Deeper in the design: RNA secondary structures formation

Here are presented secondary structures of two riboregulators, R0 and R1. The RBS blocking seqence anneals with a strong hairspin to the RBS. The interfering RNA has a free-end sequence complementary to an unlocking sequence of the RBS blocking RNA. When they are both transcribed, the interaction between the two RNAs let free the RBS sequence and the translation is restored.

R0 riboregulator

R0 RBS blocking RNA
The free energy of the thermodynamic ensemble is -10.14 kcal/mol.

R0 interfering RNA
The free energy of the thermodynamic ensemble is -23.27 kcal/mol.



R1 riboregulator

R1 RBS blocking RNA
The free energy of the thermodynamic ensemble is -8.72 kcal/mol.

R1 interfering RNA
The free energy of the thermodynamic ensemble is -24.10 kcal/mol.

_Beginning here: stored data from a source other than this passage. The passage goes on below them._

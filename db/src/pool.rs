use std::fmt;
use std::ops::{Deref, DerefMut};
use std::sync::Mutex;
use std::sync::atomic::{AtomicBool, Ordering};
use std::time::Duration;

use async_trait::async_trait;
use tokio::sync::{Semaphore, SemaphorePermit};

use crate::error::DbError;

/// Opens and tears down one connection on behalf of the pool.
#[async_trait]
pub trait Manager: Send + Sync {
    type Connection: Send;

    async fn connect(&self) -> Result<Self::Connection, DbError>;

    /// Close one connection. The pool calls this for every connection it
    /// still holds when it shuts down; failures are the manager's to log.
    async fn disconnect(&self, conn: Self::Connection);
}

#[derive(Debug, Clone)]
pub struct PoolOptions {
    /// Connections opened eagerly at construction.
    pub min_connections: u32,
    /// Hard upper bound on concurrently checked-out connections.
    pub max_connections: u32,
    /// How long [`Pool::acquire`] may wait for a free connection before
    /// giving up. `None` blocks until one is returned.
    pub acquire_timeout: Option<Duration>,
}

impl Default for PoolOptions {
    fn default() -> Self {
        Self {
            min_connections: 1,
            max_connections: 10,
            acquire_timeout: Some(Duration::from_secs(30)),
        }
    }
}

/// A bounded pool of reusable connections.
///
/// Checkout is guarded by a semaphore sized `max_connections`; the free
/// list lives behind a mutex that is only ever locked between await
/// points, never across one. Once closed, a pool never reopens.
pub struct Pool<M: Manager> {
    manager: M,
    options: PoolOptions,
    idle: Mutex<Vec<M::Connection>>,
    permits: Semaphore,
    closed: AtomicBool,
}

impl<M: Manager> fmt::Debug for Pool<M> {
    fn fmt(&self, f: &mut fmt::Formatter<'_>) -> fmt::Result {
        f.debug_struct("Pool")
            .field("options", &self.options)
            .field("idle", &self.idle_count())
            .field("closed", &self.is_closed())
            .finish_non_exhaustive()
    }
}

impl<M: Manager> Pool<M> {
    /// Establish the pool, eagerly opening `min_connections` connections.
    ///
    /// Construction either yields a fully usable pool or fails with
    /// [`DbError::PoolInit`]; a partially opened set of connections is torn
    /// down before the error is returned.
    pub async fn connect(manager: M, options: PoolOptions) -> Result<Self, DbError> {
        if options.max_connections == 0 {
            return Err(DbError::Config {
                reason: "max_connections must be at least 1".to_string(),
            });
        }
        if options.min_connections > options.max_connections {
            return Err(DbError::Config {
                reason: format!(
                    "min_connections ({}) exceeds max_connections ({})",
                    options.min_connections, options.max_connections
                ),
            });
        }

        let mut idle = Vec::with_capacity(options.min_connections as usize);
        for _ in 0..options.min_connections {
            match manager.connect().await {
                Ok(conn) => idle.push(conn),
                Err(source) => {
                    for conn in idle {
                        manager.disconnect(conn).await;
                    }
                    return Err(DbError::PoolInit {
                        source: Box::new(source),
                    });
                }
            }
        }

        tracing::info!(
            min = options.min_connections,
            max = options.max_connections,
            "connection pool initialized"
        );

        Ok(Self {
            manager,
            permits: Semaphore::new(options.max_connections as usize),
            options,
            idle: Mutex::new(idle),
            closed: AtomicBool::new(false),
        })
    }

    /// Lease a connection, blocking while every connection is checked out,
    /// subject to `acquire_timeout`. The lease is returned to the pool when
    /// the guard drops, on every exit path.
    pub async fn acquire(&self) -> Result<PooledConnection<'_, M>, DbError> {
        if self.is_closed() {
            return Err(DbError::PoolClosed);
        }

        let permit = match self.options.acquire_timeout {
            Some(limit) => tokio::time::timeout(limit, self.permits.acquire())
                .await
                .map_err(|_| DbError::AcquireTimeout(limit))?,
            None => self.permits.acquire().await,
        }
        .map_err(|_| DbError::PoolClosed)?;

        let reused = self.lock_idle().pop();
        let conn = match reused {
            Some(conn) => conn,
            // Holding the permit keeps the pool below max_connections, so
            // opening a fresh connection here cannot overshoot the bound.
            None => self.manager.connect().await?,
        };

        Ok(PooledConnection {
            conn: Some(conn),
            broken: false,
            pool: self,
            _permit: permit,
        })
    }

    /// Close every connection and refuse further leases.
    ///
    /// Outstanding leases are waited for rather than revoked; once they are
    /// all returned the connections are torn down. Idempotent: a second
    /// call is a no-op.
    pub async fn close(&self) {
        if self.closed.swap(true, Ordering::AcqRel) {
            return;
        }

        // Collecting every permit blocks until all leases have come home.
        // New acquires already fail fast on the closed flag.
        if let Ok(all) = self.permits.acquire_many(self.options.max_connections).await {
            all.forget();
        }
        self.permits.close();

        let idle = std::mem::take(&mut *self.lock_idle());
        for conn in idle {
            self.manager.disconnect(conn).await;
        }

        tracing::info!("connection pool closed");
    }

    pub fn is_closed(&self) -> bool {
        self.closed.load(Ordering::Acquire)
    }

    /// Connections currently parked in the free list.
    pub fn idle_count(&self) -> usize {
        self.lock_idle().len()
    }

    pub fn options(&self) -> &PoolOptions {
        &self.options
    }

    fn lock_idle(&self) -> std::sync::MutexGuard<'_, Vec<M::Connection>> {
        self.idle.lock().expect("pool free list poisoned")
    }
}

/// A connection leased from the pool.
///
/// Dereferences to the underlying connection. Dropping the guard checks the
/// connection back in and wakes the next waiter.
pub struct PooledConnection<'p, M: Manager> {
    conn: Option<M::Connection>,
    broken: bool,
    pool: &'p Pool<M>,
    _permit: SemaphorePermit<'p>,
}

impl<M: Manager> PooledConnection<'_, M> {
    /// Mark the connection unusable. A broken connection is dropped on
    /// check-in instead of re-entering the free list, so the next checkout
    /// opens a fresh one.
    pub fn mark_broken(&mut self) {
        self.broken = true;
    }

    pub fn is_broken(&self) -> bool {
        self.broken
    }
}

impl<M: Manager> fmt::Debug for PooledConnection<'_, M> {
    fn fmt(&self, f: &mut fmt::Formatter<'_>) -> fmt::Result {
        f.debug_struct("PooledConnection")
            .field("broken", &self.broken)
            .finish_non_exhaustive()
    }
}

impl<M: Manager> Deref for PooledConnection<'_, M> {
    type Target = M::Connection;

    fn deref(&self) -> &Self::Target {
        self.conn.as_ref().expect("connection already returned")
    }
}

impl<M: Manager> DerefMut for PooledConnection<'_, M> {
    fn deref_mut(&mut self) -> &mut Self::Target {
        self.conn.as_mut().expect("connection already returned")
    }
}

impl<M: Manager> Drop for PooledConnection<'_, M> {
    fn drop(&mut self) {
        if let Some(conn) = self.conn.take() {
            if self.broken {
                // Dropping the connection closes it; the freed permit lets
                // the next acquire open a replacement.
                drop(conn);
            } else {
                self.pool.lock_idle().push(conn);
            }
        }
        // The permit drops after the push, so close() cannot drain the
        // free list before this connection lands in it.
    }
}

Simulation done on RNAfold Webserver.

References:
Gruber AR, Lorenz R, Bernhart SH, Neuböck R, Hofacker IL.
The Vienna RNA Websuite. Nucleic Acids Res. 2008.

RNA parameters are described in:
Mathews DH, Disney MD, Childs JL, Schroeder SJ, Zuker M, Turner DH. (2004) Incorporating chemical modification constraints into a dynamic programming algorithm for prediction of RNA secondary structure. Proc Natl Acad Sci U S A 101(19):7287-92.